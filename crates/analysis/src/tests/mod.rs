// Test module for analysis
//
// Unit tests for evaluation, differentiation, simplification, root solving,
// interval classification, asymptotes, sampling and the analyze pipeline.

mod analyze_tests;
mod interval_tests;
mod polynomial_tests;
mod sampler_tests;

use parser::ast::Expr;

pub(crate) fn parse_expr(input: &str) -> Expr {
    parser::parse(input).unwrap_or_else(|e| panic!("Parse error for {:?}: {:?}", input, e))
}
// Polynomial Tests
//
// Coefficient extraction, the polynomial predicate and canonical rebuilding.

use super::parse_expr;
use crate::error::AnalysisError;
use crate::polynomial::{coefficients, is_polynomial, Polynomial};

// ==================== EXTRACTION ====================

#[test]
fn test_coefficients_low_degree_first() {
    let poly = coefficients(&parse_expr("x^3 - 3*x^2 + 2")).unwrap();
    assert_eq!(poly.coefficients(), &[2.0, 0.0, -3.0, 1.0]);
    assert_eq!(poly.degree(), Some(3));
}

#[test]
fn test_expansion_of_products() {
    let poly = coefficients(&parse_expr("(x + 1)*(x - 1)")).unwrap();
    assert_eq!(poly.coefficients(), &[-1.0, 0.0, 1.0]);
}

#[test]
fn test_division_by_constant() {
    let poly = coefficients(&parse_expr("x/2 + 1")).unwrap();
    assert_eq!(poly.coefficients(), &[1.0, 0.5]);
}

#[test]
fn test_trailing_zeros_trimmed() {
    let poly = coefficients(&parse_expr("x^2 + x - x^2")).unwrap();
    assert_eq!(poly.coefficients(), &[0.0, 1.0]);
    assert_eq!(Polynomial::new(vec![0.0, 0.0]).degree(), None);
    assert!(Polynomial::new(vec![0.0]).is_zero());
}

#[test]
fn test_not_polynomial_error() {
    let result = coefficients(&parse_expr("sqrt(x)"));
    assert!(matches!(result, Err(AnalysisError::NotPolynomial(_))));
}

// ==================== PREDICATE ====================

#[test]
fn test_is_polynomial_accepts() {
    for input in ["7", "x", "pi*x", "3*x^2 - 6*x", "x/2", "(x + 1)^3", "-x"] {
        assert!(is_polynomial(&parse_expr(input)), "{} should be polynomial", input);
    }
}

#[test]
fn test_is_polynomial_rejects() {
    for input in ["sin(x)", "2/x", "x^0.5", "x^-1", "2^x", "x/(x - 0)", "ln(2)*x"] {
        assert!(!is_polynomial(&parse_expr(input)), "{} should not be polynomial", input);
    }
}

// ==================== OPERATIONS ====================

#[test]
fn test_horner_evaluation() {
    let poly = Polynomial::new(vec![2.0, 0.0, -3.0, 1.0]);
    assert_eq!(poly.eval(0.0), 2.0);
    assert_eq!(poly.eval(2.0), -2.0);
}

#[test]
fn test_derivative() {
    let poly = Polynomial::new(vec![2.0, 0.0, -3.0, 1.0]);
    assert_eq!(poly.derivative().coefficients(), &[0.0, -6.0, 3.0]);
    assert!(Polynomial::constant(4.0).derivative().is_zero());
}

#[test]
fn test_canonical_expression() {
    let poly = Polynomial::new(vec![0.0, -6.0, 3.0]);
    assert_eq!(poly.to_expr().to_string(), "3*x^2 - 6*x");

    let poly = Polynomial::new(vec![-1.0, 0.0, -2.0]);
    assert_eq!(poly.to_expr().to_string(), "-2*x^2 - 1");

    let poly = Polynomial::new(vec![1.0, 0.0, -1.0]);
    assert_eq!(poly.to_expr().to_string(), "-x^2 + 1");

    assert_eq!(Polynomial::zero().to_expr().to_string(), "0");
}

// ==================== BOUNDS ====================

#[test]
fn test_small_coefficients_are_kept() {
    let poly = coefficients(&parse_expr("(0.000001*x)^2")).unwrap();
    assert_eq!(poly.degree(), Some(2));
    assert!((poly.leading() - 1e-12).abs() <= 1e-24);
}

#[test]
fn test_cancelled_sum_is_exact_zero() {
    let poly = coefficients(&parse_expr("0.1*x + 0.2*x - 0.3*x")).unwrap();
    assert!(poly.is_zero());
    let quadratic = coefficients(&parse_expr("(0.1*x + 0.2)*(0.3*x - 0.6)")).unwrap();
    assert_eq!(quadratic.coefficients()[1], 0.0);
}

#[test]
fn test_degree_is_capped() {
    assert!(is_polynomial(&parse_expr("(x + 1)^64")));
    assert!(!is_polynomial(&parse_expr("((x + 1)^64)^64")));
    assert!(!is_polynomial(&parse_expr("x^40*x^40")));
    assert!(matches!(
        coefficients(&parse_expr("((x + 1)^64)^64")),
        Err(AnalysisError::NotPolynomial(_))
    ));
}

#[test]
fn test_checked_power() {
    let base = coefficients(&parse_expr("x + 1")).unwrap();
    assert_eq!(base.checked_powi(64).map(|p| p.degree()), Some(Some(64)));
    assert!(base.checked_powi(65).is_none());
    assert!(Polynomial::constant(1e300).checked_powi(2).is_none());
}

#[test]
fn test_rational_conversion_is_capped() {
    use crate::rational::Rational;
    assert!(Rational::from_expr(&parse_expr("1/(x + 1)^64")).is_some());
    assert!(Rational::from_expr(&parse_expr("1/((x + 1)^64)^2")).is_none());
}
// Plain text rendering of reports

use analysis::{Analysis, Limit, Line};
use parser::display::format_number;
use std::fmt::Write;
use widgets::{TriangleSolution, TrigSolution};

fn point(x: f64, y: f64) -> String {
    format!("({}, {})", format_number(x), format_number(y))
}

fn list<T>(items: &[T], render: impl Fn(&T) -> String) -> String {
    if items.is_empty() {
        "none".to_string()
    } else {
        items.iter().map(render).collect::<Vec<_>>().join(", ")
    }
}

fn side(limit: Limit, line: Option<Line>) -> String {
    match line {
        Some(line) => format!("{} (asymptote {})", limit, line),
        None => limit.to_string(),
    }
}

pub fn analysis_text(report: &Analysis) -> String {
    let mut out = String::new();
    let _ = writeln!(out, "f(x)   = {}", report.function.text);
    let _ = writeln!(out, "f'(x)  = {}", report.derivative.text);
    let _ = writeln!(out, "f''(x) = {}", report.second_derivative.text);
    let _ = writeln!(out, "excluded: {}", list(&report.excluded, |x| format_number(*x)));

    let _ = writeln!(
        out,
        "critical points: {}",
        list(&report.critical_points, |p| format!("{} {}", point(p.x, p.y), p.kind))
    );
    let _ = writeln!(
        out,
        "inflection points: {}",
        list(&report.inflection_points, |p| point(p.x, p.y))
    );

    let _ = writeln!(out, "monotonicity:");
    for interval in &report.monotonicity {
        let _ = writeln!(out, "  {}", interval);
    }
    let _ = writeln!(out, "concavity:");
    for interval in &report.concavity {
        let _ = writeln!(out, "  {}", interval);
    }

    let asymptotes = &report.asymptotes;
    let _ = writeln!(
        out,
        "vertical asymptotes: {}",
        list(&asymptotes.vertical, |x| format!("x = {}", format_number(*x)))
    );
    let _ = writeln!(out, "x -> -∞: {}", side(asymptotes.limit_left, asymptotes.left));
    let _ = writeln!(out, "x -> +∞: {}", side(asymptotes.limit_right, asymptotes.right));

    match (report.samples.first(), report.samples.last()) {
        (Some(first), Some(last)) => {
            let _ = writeln!(
                out,
                "samples: {} points on [{}, {}]",
                report.samples.len(),
                format_number(first.x),
                format_number(last.x)
            );
        }
        _ => {
            let _ = writeln!(out, "samples: none");
        }
    }

    for note in &report.notes {
        let _ = writeln!(out, "note: {}", note);
    }
    out
}

pub fn trig_text(solution: &TrigSolution) -> String {
    let mut out = String::new();
    let _ = writeln!(
        out,
        "{}(x) = {}",
        solution.func,
        format_number(solution.value)
    );
    let _ = writeln!(out, "{}", solution.alpha_latex);
    for family in &solution.families {
        let _ = writeln!(out, "{}", family.degrees);
    }
    out
}

pub fn triangle_text(solution: &TriangleSolution) -> String {
    let mut out = String::new();
    let _ = writeln!(
        out,
        "case {:?}, {} solution(s)",
        solution.case,
        solution.triangles.len()
    );
    let round = |v: f64| format_number((v * 1e4).round() / 1e4);
    for (i, t) in solution.triangles.iter().enumerate() {
        let _ = writeln!(out, "triangle {}:", i + 1);
        let _ = writeln!(
            out,
            "  a = {}, b = {}, c = {}",
            round(t.a),
            round(t.b),
            round(t.c)
        );
        let _ = writeln!(
            out,
            "  A = {}°, B = {}°, C = {}°",
            round(t.angle_a),
            round(t.angle_b),
            round(t.angle_c)
        );
        let _ = writeln!(out, "  perimeter = {}", round(t.perimeter));
        let _ = writeln!(out, "  area = {}", round(t.area));
    }
    out
}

**Exercise details**
What you give back should be only the lines of the records above, starting at the line with "pub(crate) fn parse_expr(input: &str)" and ending at the line with "assert_eq!(poly.coefficients(), &[2.0, 0.0, -3.0, 1.0]);", restated word for word.

**Response to the task**
pub(crate) fn parse_expr(input: &str) -> Expr {
    parser::parse(input).unwrap_or_else(|e| panic!("Parse error for {:?}: {:?}", input, e))
}
// Polynomial Tests
//
// Coefficient extraction, the polynomial predicate and canonical rebuilding.

use super::parse_expr;
use crate::error::AnalysisError;
use crate::polynomial::{coefficients, is_polynomial, Polynomial};

// ==================== EXTRACTION ====================

#[test]
fn test_coefficients_low_degree_first() {
    let poly = coefficients(&parse_expr("x^3 - 3*x^2 + 2")).unwrap();
    assert_eq!(poly.coefficients(), &[2.0, 0.0, -3.0, 1.0]);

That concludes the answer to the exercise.